3) Dimensions of sentience

Currently, the framework for sentience (see a summary here) considers variation across five dimensions: perceptual and evaluative richness, integration both at one time (unity) and across time (temporality), and selfhood.

Perceptual richness pertains to the detail that an experience is perceived in, and as such relates to the complexity of each sensory system. Each species will have differing levels of perceptual richness for each of their senses. Take, for example, the mantis shrimp who has up to 16 types of photoreceptor cells in their eyes, compared to the three in human eyes. Mantis shrimps are likely to have much higher visual perceptual richness than humans, but we may have higher tactile perceptual richness.

Evaluative richness is the extent to which experiences have an aversive or attractive quality (emotional valence). Emotions have an evolutionary function, with negative states (for example pain, or anxiety) guiding decision-making away from things which are bad for evolutionary fitness, and positive states (for example joy or love) guiding towards those which are beneficial.

Unity refers to the number of conscious perspectives existing within an individual. As humans our experience of the world is highly unified – we have one perspective of the world and how it relates to us. We might assume that within every other individual animal body is one singular agent, but this is not a given. Birds, for example are natural split brains, who lack a corpus callosum which joins the hemispheres of brains in other vertebrates. There are indicators from experiments on pigeons, for example, that there might be two agents acting inside one body.
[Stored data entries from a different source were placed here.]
//! The seam between the driver logic and the hardware that produces the
//! signal.
//!
//! A backend only has to do two things: start the sync programs so they run
//! on their own clock, and start colour output released by the sync
//! programs' line signal. Everything about who may use which resource and in
//! what order things happen lives above this trait.

use crate::{Error, FrameBuffer, ScanoutProgram, SyncProgram};

/// GPIO numbers of the three outputs.
#[derive(Debug, Clone, Copy, PartialEq, Eq)]
#[cfg_attr(feature = "defmt", derive(defmt::Format))]
pub struct Pins {
    pub hsync: u8,
    pub vsync: u8,
    pub color: u8,
}

impl Default for Pins {
    fn default() -> Self {
        Pins {
            hsync: 4,
            vsync: 5,
            color: 0,
        }
    }
}

/// The physical resources a backend is built around.
#[derive(Debug, Clone, Copy, PartialEq, Eq)]
#[cfg_attr(feature = "defmt", derive(defmt::Format))]
pub struct Wiring {
    /// PIO block the programs are loaded into.
    pub block: u8,
    pub pins: Pins,
    /// DMA channel streaming pixels to the colour program.
    pub data_dma: u8,
    /// DMA channel that rewinds `data_dma` to the start of the frame.
    pub reload_dma: u8,
}

/// State machines picked for the sync programs.
#[derive(Debug, Clone, Copy, PartialEq, Eq)]
#[cfg_attr(feature = "defmt", derive(defmt::Format))]
pub struct TimingUnits {
    pub hsync: u8,
    pub vsync: u8,
}

pub trait Backend {
    fn wiring(&self) -> Wiring;

    /// Loads and starts both sync programs. From here on they raise the
    /// line, visible-line and frame IRQs of [`crate::timing`] without CPU
    /// involvement.
    fn start_timing(&mut self, program: &SyncProgram, units: TimingUnits) -> Result<(), Error>;

    /// Stops the sync programs and drives both sync pins to their idle level.
    fn stop_timing(&mut self);

    /// Starts the colour program on `state_machine` and the DMA ring feeding
    /// it from `framebuffer`.
    fn start_scanout(
        &mut self,
        program: &ScanoutProgram,
        state_machine: u8,
        framebuffer: &'static FrameBuffer,
    ) -> Result<(), Error>;

    /// Stops DMA and the colour program, leaving the colour pin low even if
    /// it was halfway through a line.
    fn stop_scanout(&mut self);
}
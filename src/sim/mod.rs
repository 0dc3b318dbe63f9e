//! Host model of the PIO block, for running the driver without a board.
//!
//! [`SimDisplay`] stands in for the PIO block and DMA. It runs the assembled
//! sync and colour programs instruction by instruction in [`machine`] and
//! reports the level of the three output pins at every pixel clock. A
//! [`Monitor`] watches those levels the way a real screen does, locking on to
//! the sync pulses and sampling the colour line into a picture.

extern crate alloc;

pub mod machine;

use alloc::vec;
use alloc::vec::Vec;
use core::cell::RefCell;

use embassy_sync::blocking_mutex::Mutex;
use embassy_sync::blocking_mutex::raw::CriticalSectionRawMutex;

use crate::backend::{Backend, Pins, TimingUnits, Wiring};
use crate::framebuffer::{FRAME_BYTES, FrameBuffer, ROW_BYTES};
use crate::scanout::{AUTOPULL_BITS, CYCLES_PER_PIXEL, ScanoutProgram, color_program};
use crate::timing::{
    IRQ_MASK, Polarity, SCANOUT_IRQ_MASK, SyncProgram, Timing, hsync_program, vsync_program,
};
use crate::Error;
use machine::{Preload, StateMachine, TxFifo};

/// Pin levels at one pixel clock. `true` is high.
#[derive(Debug, Clone, Copy, PartialEq, Eq)]
pub struct Sample {
    pub hsync: bool,
    pub vsync: bool,
    pub color: bool,
}

pub trait Observer {
    fn sample(&mut self, sample: Sample);
}

impl<F: FnMut(Sample)> Observer for F {
    fn sample(&mut self, sample: Sample) {
        self(sample)
    }
}

struct SyncMachines {
    hsync: StateMachine,
    vsync: StateMachine,
    hsync_fifo: Preload,
    vsync_fifo: Preload,
}

/// The data/reload DMA pair in front of the colour FIFO: the count pushed by
/// the CPU, then the frame byte by byte, rewound after the last one.
struct ScanoutDma {
    preload: Option<u32>,
    framebuffer: &'static FrameBuffer,
    frame_bytes: u32,
    next: u32,
}

impl TxFifo for ScanoutDma {
    fn pull(&mut self) -> Option<u32> {
        if let Some(word) = self.preload.take() {
            return Some(word);
        }
        // An empty transfer completes without ever writing the FIFO.
        if self.frame_bytes == 0 {
            return None;
        }
        let index = self.next as usize;
        self.next = (self.next + 1) % self.frame_bytes;
        let byte = self
            .framebuffer
            .row_view(index / ROW_BYTES)
            .ok()
            .and_then(|row| row.byte(index % ROW_BYTES))
            .unwrap_or(0);
        // A byte written to the FIFO shows up in all four lanes.
        Some(u32::from(byte) * 0x0101_0101)
    }
}

struct SimScanout {
    machine: StateMachine,
    dma: ScanoutDma,
}

struct Hardware {
    timing: Option<SyncMachines>,
    scanout: Option<SimScanout>,
    /// IRQ flags of the PIO block.
    irq: u8,
    color: bool,
    starts: u32,
    stops: u32,
}

impl Hardware {
    /// One pixel clock. The colour program runs at four times that, and so
    /// does the vertical program here: it only reacts to IRQs, so its real
    /// 125 MHz clock changes nothing it outputs. Within a cycle the machines
    /// step in program order and see each other's IRQs at once.
    fn step(&mut self, observer: &mut impl Observer) {
        let Some(sync) = self.timing.as_mut() else {
            return;
        };
        for tick in 0..CYCLES_PER_PIXEL {
            if tick == 0 {
                sync.hsync.step(&mut self.irq, &mut sync.hsync_fifo);
            }
            sync.vsync.step(&mut self.irq, &mut sync.vsync_fifo);
            if let Some(scanout) = self.scanout.as_mut() {
                scanout.machine.step(&mut self.irq, &mut scanout.dma);
                self.color = scanout.machine.pin();
            }
            if tick == 0 {
                observer.sample(Sample {
                    hsync: sync.hsync.pin(),
                    vsync: sync.vsync.pin(),
                    color: self.color,
                });
            }
        }
    }
}

/// The PIO block, DMA and output pins of one simulated board.
pub struct SimDisplay {
    hw: Mutex<CriticalSectionRawMutex, RefCell<Hardware>>,
}

impl Default for SimDisplay {
    fn default() -> Self {
        Self::new()
    }
}
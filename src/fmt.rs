#![macro_use]
#![allow(unused_macros)]

// Log through defmt when the `defmt` feature is on, otherwise swallow the
// arguments so host builds link without a global logger.

macro_rules! trace {
    ($s:literal $(, $x:expr)* $(,)?) => {
        {
            #[cfg(feature = "defmt")]
            ::defmt::trace!($s $(, $x)*);
            #[cfg(not(feature = "defmt"))]
            let _ = ($( & $x ),*);
        }
    };
}

macro_rules! debug {
    ($s:literal $(, $x:expr)* $(,)?) => {
        {
            #[cfg(feature = "defmt")]
            ::defmt::debug!($s $(, $x)*);
            #[cfg(not(feature = "defmt"))]
            let _ = ($( & $x ),*);
        }
    };
}

macro_rules! info {
    ($s:literal $(, $x:expr)* $(,)?) => {
        {
            #[cfg(feature = "defmt")]
            ::defmt::info!($s $(, $x)*);
            #[cfg(not(feature = "defmt"))]
            let _ = ($( & $x ),*);
        }
    };
}

macro_rules! warn {
    ($s:literal $(, $x:expr)* $(,)?) => {
        {
            #[cfg(feature = "defmt")]
            ::defmt::warn!($s $(, $x)*);
            #[cfg(not(feature = "defmt"))]
            let _ = ($( & $x ),*);
        }
    };
}
//! Monochrome 640x480 VGA output for RP2040 / RP235x.
//!
//! Sync pulses and pixel data are generated by PIO state machines fed by DMA,
//! so once [`Vga::start_synchronisation`] returns the signal runs without any
//! CPU involvement. Application code keeps drawing into the [`FrameBuffer`]
//! while it is being scanned out; see the module docs of [`framebuffer`] for
//! what that means for consistency.

#![cfg_attr(not(test), no_std)]

// This must go first so the macros are visible to the other modules.
mod fmt;

pub mod backend;
mod driver;
mod error;
pub mod framebuffer;
pub mod resources;
pub mod scanout;
pub mod timing;

#[cfg(feature = "rp")]
pub mod rp;
#[cfg(any(test, feature = "sim"))]
pub mod sim;

pub use backend::{Backend, Pins, TimingUnits, Wiring};
pub use driver::{State, Vga};
pub use error::{Error, ResourceKind};
pub use framebuffer::{Canvas, ColorChannel, FrameBuffer, RowView};
pub use resources::{Claim, PoolLayout, ResourcePool};
pub use scanout::{ScanoutEngine, ScanoutProgram};
pub use timing::{LineBoundary, SyncProgram, Timing, TimingController, VGA_640X480_60, VideoMode};

pub use embedded_graphics::pixelcolor::BinaryColor;
//! Claim registry for the hardware a VGA output needs.
//!
//! Drivers never share pins, state machines, IRQ flags or DMA channels: every
//! one of them is claimed here first and held as a [`Claim`] until the output
//! is torn down. Dropping the claim gives the resource back, so an early `?`
//! return never leaves anything half-claimed.
//!
//! Code outside this crate that drives PIO or DMA itself (a PIO SPI for a
//! radio, say) should claim its resources here too, so the two never collide.

use core::cell::Cell;

use embassy_sync::blocking_mutex::Mutex;
use embassy_sync::blocking_mutex::raw::CriticalSectionRawMutex;

use crate::{Error, ResourceKind};

/// Largest number of PIO blocks on any supported chip.
pub const MAX_BLOCKS: usize = 3;
/// State machines per PIO block.
pub const STATE_MACHINES_PER_BLOCK: u8 = 4;
/// IRQ flags per PIO block.
pub const IRQ_FLAGS_PER_BLOCK: u8 = 8;

/// What the chip has to hand out.
#[derive(Debug, Clone, Copy, PartialEq, Eq)]
#[cfg_attr(feature = "defmt", derive(defmt::Format))]
pub struct PoolLayout {
    pub pins: u8,
    pub blocks: u8,
    pub dma_channels: u8,
}

impl PoolLayout {
    pub const RP2040: PoolLayout = PoolLayout {
        pins: 30,
        blocks: 2,
        dma_channels: 12,
    };

    pub const RP235XA: PoolLayout = PoolLayout {
        pins: 30,
        blocks: 3,
        dma_channels: 16,
    };

    pub const RP235XB: PoolLayout = PoolLayout {
        pins: 48,
        blocks: 3,
        dma_channels: 16,
    };
}

#[derive(Debug, Clone, Copy, PartialEq, Eq)]
#[cfg_attr(feature = "defmt", derive(defmt::Format))]
pub enum Resource {
    Pin(u8),
    StateMachine { block: u8, index: u8 },
    IrqFlags { block: u8, mask: u8 },
    DmaChannel(u8),
}

#[derive(Clone, Copy, Default)]
struct Claims {
    pins: u64,
    state_machines: [u8; MAX_BLOCKS],
    irq_flags: [u8; MAX_BLOCKS],
    dma_channels: u32,
}

impl Claims {
    fn release(&mut self, resource: Resource) {
        match resource {
            Resource::Pin(pin) => self.pins &= !(1 << pin),
            Resource::StateMachine { block, index } => {
                self.state_machines[block as usize] &= !(1 << index)
            }
            Resource::IrqFlags { block, mask } => self.irq_flags[block as usize] &= !mask,
            Resource::DmaChannel(channel) => self.dma_channels &= !(1 << channel),
        }
    }
}

pub struct ResourcePool {
    layout: PoolLayout,
    claims: Mutex<CriticalSectionRawMutex, Cell<Claims>>,
}

impl ResourcePool {
    pub const fn new(layout: PoolLayout) -> Self {
        ResourcePool {
            layout,
            claims: Mutex::new(Cell::new(Claims {
                pins: 0,
                state_machines: [0; MAX_BLOCKS],
                irq_flags: [0; MAX_BLOCKS],
                dma_channels: 0,
            })),
        }
    }

    pub fn layout(&self) -> PoolLayout {
        self.layout
    }

    fn update<R>(&self, f: impl FnOnce(&mut Claims) -> R) -> R {
        self.claims.lock(|cell| {
            let mut claims = cell.get();
            let result = f(&mut claims);
            cell.set(claims);
            result
        })
    }

    fn claims(&self) -> Claims {
        self.claims.lock(|cell| cell.get())
    }

    fn check_block(&self, block: u8, kind: ResourceKind) -> Result<(), Error> {
        if block >= self.layout.blocks || block as usize >= MAX_BLOCKS {
            return Err(Error::ResourceExhausted(kind));
        }
        Ok(())
    }

    pub fn claim_pin(&self, pin: u8) -> Result<Claim<'_>, Error> {
        if pin >= self.layout.pins || pin >= 64 {
            return Err(Error::InvalidPin(pin));
        }
        self.update(|claims| {
            if claims.pins & (1 << pin) != 0 {
                return Err(Error::PinConflict(pin));
            }
            claims.pins |= 1 << pin;
            Ok(())
        })?;
        trace!("claimed GPIO{}", pin);
        Ok(Claim::new(self, Resource::Pin(pin)))
    }

    /// Claims the lowest free state machine of `block`.
    pub fn claim_state_machine(&self, block: u8) -> Result<Claim<'_>, Error> {
        self.check_block(block, ResourceKind::StateMachine)?;
        let index = self.update(|claims| {
            let used = &mut claims.state_machines[block as usize];
            let index = (0..STATE_MACHINES_PER_BLOCK)
                .find(|i| *used & (1 << i) == 0)
                .ok_or(Error::ResourceExhausted(ResourceKind::StateMachine))?;
            *used |= 1 << index;
            Ok(index)
        })?;
        trace!("claimed PIO{} SM{}", block, index);
        Ok(Claim::new(self, Resource::StateMachine { block, index }))
    }

    /// Claims a specific state machine, for code that hard-wires its SM.
    pub fn reserve_state_machine(&self, block: u8, index: u8) -> Result<Claim<'_>, Error> {
        self.check_block(block, ResourceKind::StateMachine)?;
        if index >= STATE_MACHINES_PER_BLOCK {
            return Err(Error::ResourceExhausted(ResourceKind::StateMachine));
        }
        self.update(|claims| {
            let used = &mut claims.state_machines[block as usize];
            if *used & (1 << index) != 0 {
                return Err(Error::ResourceExhausted(ResourceKind::StateMachine));
            }
            *used |= 1 << index;
            Ok(())
        })?;
        Ok(Claim::new(self, Resource::StateMachine { block, index }))
    }

    /// Claims every IRQ flag in `mask` of `block`, or none of them.
    pub fn claim_irq_flags(&self, block: u8, mask: u8) -> Result<Claim<'_>, Error> {
        self.check_block(block, ResourceKind::IrqFlag)?;
        self.update(|claims| {
            let used = &mut claims.irq_flags[block as usize];
            if *used & mask != 0 {
                return Err(Error::ResourceExhausted(ResourceKind::IrqFlag));
            }
            *used |= mask;
            Ok(())
        })?;
        Ok(Claim::new(self, Resource::IrqFlags { block, mask }))
    }

    pub fn claim_dma_channel(&self, channel: u8) -> Result<Claim<'_>, Error> {
        if channel >= self.layout.dma_channels || channel >= 32 {
            return Err(Error::ResourceExhausted(ResourceKind::DmaChannel));
        }
        self.update(|claims| {
            if claims.dma_channels & (1 << channel) != 0 {
                return Err(Error::ResourceExhausted(ResourceKind::DmaChannel));
            }
            claims.dma_channels |= 1 << channel;
            Ok(())
        })?;
        trace!("claimed DMA channel {}", channel);
        Ok(Claim::new(self, Resource::DmaChannel(channel)))
    }

    pub fn is_claimed(&self, resource: Resource) -> bool {
        let claims = self.claims();
        match resource {
            Resource::Pin(pin) => pin < 64 && claims.pins & (1 << pin) != 0,
            Resource::StateMachine { block, index } => claims
                .state_machines
                .get(block as usize)
                .is_some_and(|used| index < 8 && used & (1 << index) != 0),
            Resource::IrqFlags { block, mask } => claims
                .irq_flags
                .get(block as usize)
                .is_some_and(|used| used & mask == mask),
            Resource::DmaChannel(channel) => {
                channel < 32 && claims.dma_channels & (1 << channel) != 0
            }
        }
    }

    /// True when nothing at all is claimed.
    pub fn is_empty(&self) -> bool {
        let claims = self.claims();
        claims.pins == 0
            && claims.dma_channels == 0
            && claims.state_machines.iter().all(|&m| m == 0)
            && claims.irq_flags.iter().all(|&m| m == 0)
    }

    fn release(&self, resource: Resource) {
        self.update(|claims| claims.release(resource));
        trace!("released {}", resource);
    }
}

/// A claimed resource, given back to the pool on drop.
pub struct Claim<'p> {
    pool: &'p ResourcePool,
    resource: Resource,
}

impl<'p> Claim<'p> {
    fn new(pool: &'p ResourcePool, resource: Resource) -> Self {
        Claim { pool, resource }
    }

    pub fn resource(&self) -> Resource {
        self.resource
    }

    /// Pin number, state machine index, first IRQ flag or DMA channel.
    pub fn index(&self) -> u8 {
        match self.resource {
            Resource::Pin(pin) => pin,
            Resource::StateMachine { index, .. } => index,
            Resource::IrqFlags { mask, .. } => mask.trailing_zeros() as u8,
            Resource::DmaChannel(channel) => channel,
        }
    }
}

impl Drop for Claim<'_> {
    fn drop(&mut self) {
        self.pool.release(self.resource);
    }
}

#[cfg(test)]
mod tests {
    use super::*;

    #[test]
    fn pins_are_exclusive_until_released() {
        let pool = ResourcePool::new(PoolLayout::RP2040);
        let claim = pool.claim_pin(4).unwrap();
        assert_eq!(claim.index(), 4);
        assert!(matches!(pool.claim_pin(4), Err(Error::PinConflict(4))));
        assert!(pool.is_claimed(Resource::Pin(4)));
        drop(claim);
        assert!(!pool.is_claimed(Resource::Pin(4)));
        assert!(pool.claim_pin(4).is_ok());
    }

    #[test]
    fn pins_outside_the_chip_are_rejected() {
        let pool = ResourcePool::new(PoolLayout::RP2040);
        assert!(matches!(pool.claim_pin(30), Err(Error::InvalidPin(30))));
        let pool = ResourcePool::new(PoolLayout::RP235XB);
        assert!(pool.claim_pin(47).is_ok());
        assert!(matches!(pool.claim_pin(48), Err(Error::InvalidPin(48))));
    }

    #[test]
    fn state_machines_run_out_per_block() {
        let pool = ResourcePool::new(PoolLayout::RP2040);
        let foreign = pool.reserve_state_machine(0, 0).unwrap();
        let claims: [_; 3] = core::array::from_fn(|_| pool.claim_state_machine(0).unwrap());
        let indices: Vec<u8> = claims.iter().map(|c| c.index()).collect();
        assert_eq!(indices, [1, 2, 3]);
        assert!(matches!(
            pool.claim_state_machine(0),
            Err(Error::ResourceExhausted(ResourceKind::StateMachine))
        ));
        // The other block is untouched.
        assert_eq!(pool.claim_state_machine(1).unwrap().index(), 0);
        drop(foreign);
        assert_eq!(pool.claim_state_machine(0).unwrap().index(), 0);
    }

    #[test]
    fn blocks_missing_from_the_chip_have_nothing_to_give() {
        let pool = ResourcePool::new(PoolLayout::RP2040);
        assert!(matches!(
            pool.claim_state_machine(2),
            Err(Error::ResourceExhausted(ResourceKind::StateMachine))
        ));
        let pool = ResourcePool::new(PoolLayout::RP235XA);
        assert!(pool.claim_state_machine(2).is_ok());
    }

    #[test]
    fn irq_flags_are_claimed_all_or_nothing() {
        let pool = ResourcePool::new(PoolLayout::RP2040);
        let low = pool.claim_irq_flags(0, 0b0000_0111).unwrap();
        assert_eq!(low.index(), 0);
        assert!(pool.claim_irq_flags(0, 0b0000_1100).is_err());
        // The failed attempt must not have claimed flag 3.
        assert!(!pool.is_claimed(Resource::IrqFlags { block: 0, mask: 0b1000 }));
        assert!(pool.claim_irq_flags(0, 0b0000_1000).is_ok());
        assert!(pool.claim_irq_flags(1, 0b0000_0111).is_ok());
    }

    #[test]
    fn dma_channels_are_exclusive() {
        let pool = ResourcePool::new(PoolLayout::RP2040);
        let a = pool.claim_dma_channel(10).unwrap();
        assert!(pool.claim_dma_channel(10).is_err());
        assert!(pool.claim_dma_channel(12).is_err());
        drop(a);
        assert!(pool.is_empty());
    }
}
//! Streaming the framebuffer to the colour pin.
//!
//! The colour program sits on [`VISIBLE_LINE_IRQ`](crate::timing::VISIBLE_LINE_IRQ),
//! shifts out one row at four PIO cycles per pixel and drops the pin again.
//! DMA keeps its FIFO topped up from the framebuffer and rewinds to the first
//! byte once a whole frame has gone out. Before its first line the program
//! waits for [`FRAME_IRQ`](crate::timing::FRAME_IRQ), so the first byte it
//! consumes always lands on the first visible line.

use crate::backend::Backend;
use crate::framebuffer::{FRAME_BYTES, FrameBuffer, ROW_BYTES};
use crate::resources::{Claim, ResourcePool};
use crate::timing::{LineBoundary, Timing};
use crate::Error;

/// `out pins, 1`, `nop [1]`, `jmp x--`.
pub const CYCLES_PER_PIXEL: u32 = 4;
/// Autopull threshold of the colour program: one framebuffer byte per pull.
pub const AUTOPULL_BITS: u8 = 8;

#[derive(Debug, Clone, Copy, PartialEq, Eq)]
#[cfg_attr(feature = "defmt", derive(defmt::Format))]
pub struct ScanoutProgram {
    pub clock_hz: u32,
    /// Pixels per line minus one, loaded once into the colour program.
    pub pixel_preload: u32,
    pub row_bytes: u32,
    /// Bytes the data DMA channel moves before it is rewound.
    pub frame_bytes: u32,
}

impl ScanoutProgram {
    pub fn new(timing: &Timing) -> Self {
        ScanoutProgram {
            clock_hz: timing.pixel_clock_hz * CYCLES_PER_PIXEL,
            pixel_preload: timing.horizontal.active - 1,
            row_bytes: timing.horizontal.active.div_ceil(8),
            frame_bytes: (timing.horizontal.active * timing.vertical.active).div_ceil(8),
        }
    }

    pub fn pixels_per_line(&self) -> u32 {
        self.pixel_preload + 1
    }

    pub fn rows(&self) -> u32 {
        self.frame_bytes / self.row_bytes
    }
}

/// Colour at [`CYCLES_PER_PIXEL`] cycles per pixel. Takes the pixel count
/// once, waits for [`FRAME_IRQ`](crate::timing::FRAME_IRQ) and drops the
/// [`VISIBLE_LINE_IRQ`](crate::timing::VISIBLE_LINE_IRQ) left over from the
/// frame before, then shifts out one row per visible line.
pub fn color_program() -> pio::Program<32> {
    pio::pio_asm!(
        ".side_set 1 opt",
        "out y, 32",        // autopulls the pixel count; bytes follow
        "wait 1 irq 2",
        "irq clear 1",
        ".wrap_target",
        "mov x, y side 0",
        "wait 1 irq 1",
        "pixel:",
        "out pins, 1",
        "nop [1]",
        "jmp x-- pixel",
        ".wrap",
    )
    .program
}

struct ArmedScanout<'p> {
    _color_pin: Claim<'p>,
    _state_machine: Claim<'p>,
    _data_dma: Claim<'p>,
    _reload_dma: Claim<'p>,
}

pub struct ScanoutEngine<'p> {
    program: ScanoutProgram,
    framebuffer: &'static FrameBuffer,
    pool: &'p ResourcePool,
    armed: Option<ArmedScanout<'p>>,
}

impl<'p> ScanoutEngine<'p> {
    pub fn configure(
        timing: &Timing,
        framebuffer: &'static FrameBuffer,
        pool: &'p ResourcePool,
    ) -> Self {
        ScanoutEngine {
            program: ScanoutProgram::new(timing),
            framebuffer,
            pool,
            armed: None,
        }
    }

    pub fn program(&self) -> &ScanoutProgram {
        &self.program
    }

    /// Whether the framebuffer holds exactly one frame of this program.
    pub fn fits_framebuffer(&self) -> bool {
        self.framebuffer.len() == self.program.frame_bytes as usize
            && self.program.frame_bytes as usize == FRAME_BYTES
            && self.program.row_bytes as usize == ROW_BYTES
    }

    pub fn is_armed(&self) -> bool {
        self.armed.is_some()
    }

    pub fn arm(&mut self, backend: &mut impl Backend, line: LineBoundary) -> Result<(), Error> {
        if self.armed.is_some() {
            return Err(Error::AlreadyRunning);
        }
        let wiring = backend.wiring();
        if wiring.block != line.block() {
            return Err(Error::BlockMismatch {
                sync: line.block(),
                scanout: wiring.block,
            });
        }
        let color_pin = self.pool.claim_pin(wiring.pins.color)?;
        let state_machine = self.pool.claim_state_machine(line.block())?;
        let data_dma = self.pool.claim_dma_channel(wiring.data_dma)?;
        let reload_dma = self.pool.claim_dma_channel(wiring.reload_dma)?;

        backend.start_scanout(&self.program, state_machine.index(), self.framebuffer)?;
        debug!(
            "scanout running on PIO{} SM{}, DMA {} -> {}",
            line.block(),
            state_machine.index(),
            wiring.reload_dma,
            wiring.data_dma
        );

        self.armed = Some(ArmedScanout {
            _color_pin: color_pin,
            _state_machine: state_machine,
            _data_dma: data_dma,
            _reload_dma: reload_dma,
        });
        Ok(())
    }

    pub fn disarm(&mut self, backend: &mut impl Backend) {
        if self.armed.take().is_some() {
            backend.stop_scanout();
            debug!("scanout stopped");
        }
    }
}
Temporality relates to whether experience is perceived in a continual flow across time – as is the case for humans. This flow is not a given across other species, instead we could imagine conscious experience happening in snapshots, like in a film montage.

The last dimension is selfhood – whether an individual perceives of itself as one being, separate from but interacting with the external world. This dimension has been of particular interest in the field of animal cognition, with the famous mirror test, for example. Passing the mirror test could indicate one level of selfhood – conceiving of yourself as an individual. Other tests could indicate more complex understanding, for example whether an individual is aware of how much they know, or how confident they should be in their beliefs (metacognition).

4) Implications for moral consideration Let us imagine that we have created a profile for each species with regard to these different dimensions. Trying to find a way to simplify and combine these profiles onto a single sentience scale would be mistaken – how much weight would you give to each dimension? Evaluative richness may have stronger implications for moral consideration than, for example, temporality, but by how much? If we want to use sentience as the basis for grading species on a unidimensional scale of moral consideration, we are left with the challenge of finding an appropriate and reliable way of mapping these complex sentience profiles onto it. Faced with this challenge, perhaps we might do away with a scalar or categorical conception of whether an animal is deserving of moral concern, and instead focus resources into asking other animals what it is that they value and attempting to provide them with such.